**TASK DETAILS:** Every line below is to be quoted exactly, with nothing added or dropped.

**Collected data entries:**
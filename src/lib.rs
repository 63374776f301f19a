//! sift
//!
//! Terminal search console for a remote document search service, with
//! history-aware autocomplete and paginated results.
//!
//! Pure Core / Impure Shell: `model`, `state` and `store` hold no terminal
//! or network code; `client` and `view` are the shell around them.

pub mod client;
pub mod config;
pub mod logging;
pub mod model;
pub mod state;
pub mod store;
pub mod view;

**SOLUTION TO THE EXERCISE:**
filename src/lib.rs
repository 63374776f301f19a
//! sift
//!
//! Terminal search console for a remote document search service, with
//! history-aware autocomplete and paginated results.
//!
//! Pure Core / Impure Shell: `model`, `state` and `store` hold no terminal
//! or network code; `client` and `view` are the shell around them.

pub mod client;
pub mod config;
pub mod logging;
pub mod model;
pub mod state;
pub mod store;
pub mod view;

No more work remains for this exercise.